Data to use.
+---+
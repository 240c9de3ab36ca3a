//! A chat widget that talks to Gemini, with a demo mode for when no API key
//! is at hand.
//!
//! The crate includes a CLI tool for chatting in the terminal. And you can
//! also use it as a library to embed the conversation in your own host apps
//! by supplying a [`core::Renderer`].

#![deny(missing_docs)]

#[allow(unused_imports)]
#[macro_use]
extern crate tracing;

pub mod command;
#[cfg(feature = "cli")]
pub mod render;
mod session;

pub use session::{Session, SessionBuilder};

/// Re-exports of [`chat_widget_core`] crate.
pub mod core {
    pub use chat_widget_core::*;
}

/// Re-exports of [`chat_widget_gemini_model`] crate.
pub mod gemini {
    pub use chat_widget_gemini_model::*;
}
//! Parsing of the lines typed into the terminal.

/// What a line of input asks for.
#[derive(Clone, Debug, PartialEq, Eq)]
pub enum Command {
    /// Nothing but whitespace.
    Empty,
    /// A message for the assistant.
    Say(String),
    /// `/key <value>` sets the API key, `/key` alone clears it.
    SetKey(Option<String>),
    /// `/models` lists the models available to the current key.
    ListModels,
    /// `/quit` leaves the program.
    Quit,
    /// `/help` or a command that doesn't exist.
    Help,
}

impl Command {
    /// Parses a line of input.
    ///
    /// Anything that doesn't start with `/` is a message; it is passed on
    /// untrimmed.
    pub fn parse(line: &str) -> Self {
        let trimmed = line.trim();
        if trimmed.is_empty() {
            return Self::Empty;
        }
        let Some(command) = trimmed.strip_prefix('/') else {
            return Self::Say(line.to_owned());
        };

        let (name, arg) = match command.split_once(char::is_whitespace) {
            Some((name, arg)) => (name, arg.trim()),
            None => (command, ""),
        };
        match name {
            "key" if arg.is_empty() => Self::SetKey(None),
            "key" => Self::SetKey(Some(arg.to_owned())),
            "models" => Self::ListModels,
            "quit" | "exit" => Self::Quit,
            _ => Self::Help,
        }
    }
}

/// Lines printed for [`Command::Help`].
pub const HELP_TEXT: &str = "\
Commands:
  /key <value>  use an API key for the following messages
  /key          forget the API key and go back to demo mode
  /models       list the models your API key can use
  /quit         exit";

#[cfg(test)]
mod tests {
    use super::*;

    #[test]
    fn test_parse_messages() {
        assert_eq!(Command::parse(""), Command::Empty);
        assert_eq!(Command::parse("  \n"), Command::Empty);
        assert_eq!(
            Command::parse("How do I start composting?\n"),
            Command::Say("How do I start composting?\n".to_owned())
        );
    }

    #[test]
    fn test_parse_commands() {
        assert_eq!(
            Command::parse("/key  AIza123 \n"),
            Command::SetKey(Some("AIza123".to_owned()))
        );
        assert_eq!(Command::parse("/key"), Command::SetKey(None));
        assert_eq!(Command::parse(" /key   "), Command::SetKey(None));
        assert_eq!(Command::parse("/models"), Command::ListModels);
        assert_eq!(Command::parse("/quit\n"), Command::Quit);
        assert_eq!(Command::parse("/exit"), Command::Quit);
        assert_eq!(Command::parse("/help"), Command::Help);
        assert_eq!(Command::parse("/keys abc"), Command::Help);
    }
}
+---+
Activity. Gather up, from the records above, each line where the word "Self" appears.

Answer to this problem.
    pub fn parse(line: &str) -> Self {
            return Self::Empty;
            return Self::Say(line.to_owned());
            "key" if arg.is_empty() => Self::SetKey(None),
            "key" => Self::SetKey(Some(arg.to_owned())),
            "models" => Self::ListModels,
            "quit" | "exit" => Self::Quit,
            _ => Self::Help,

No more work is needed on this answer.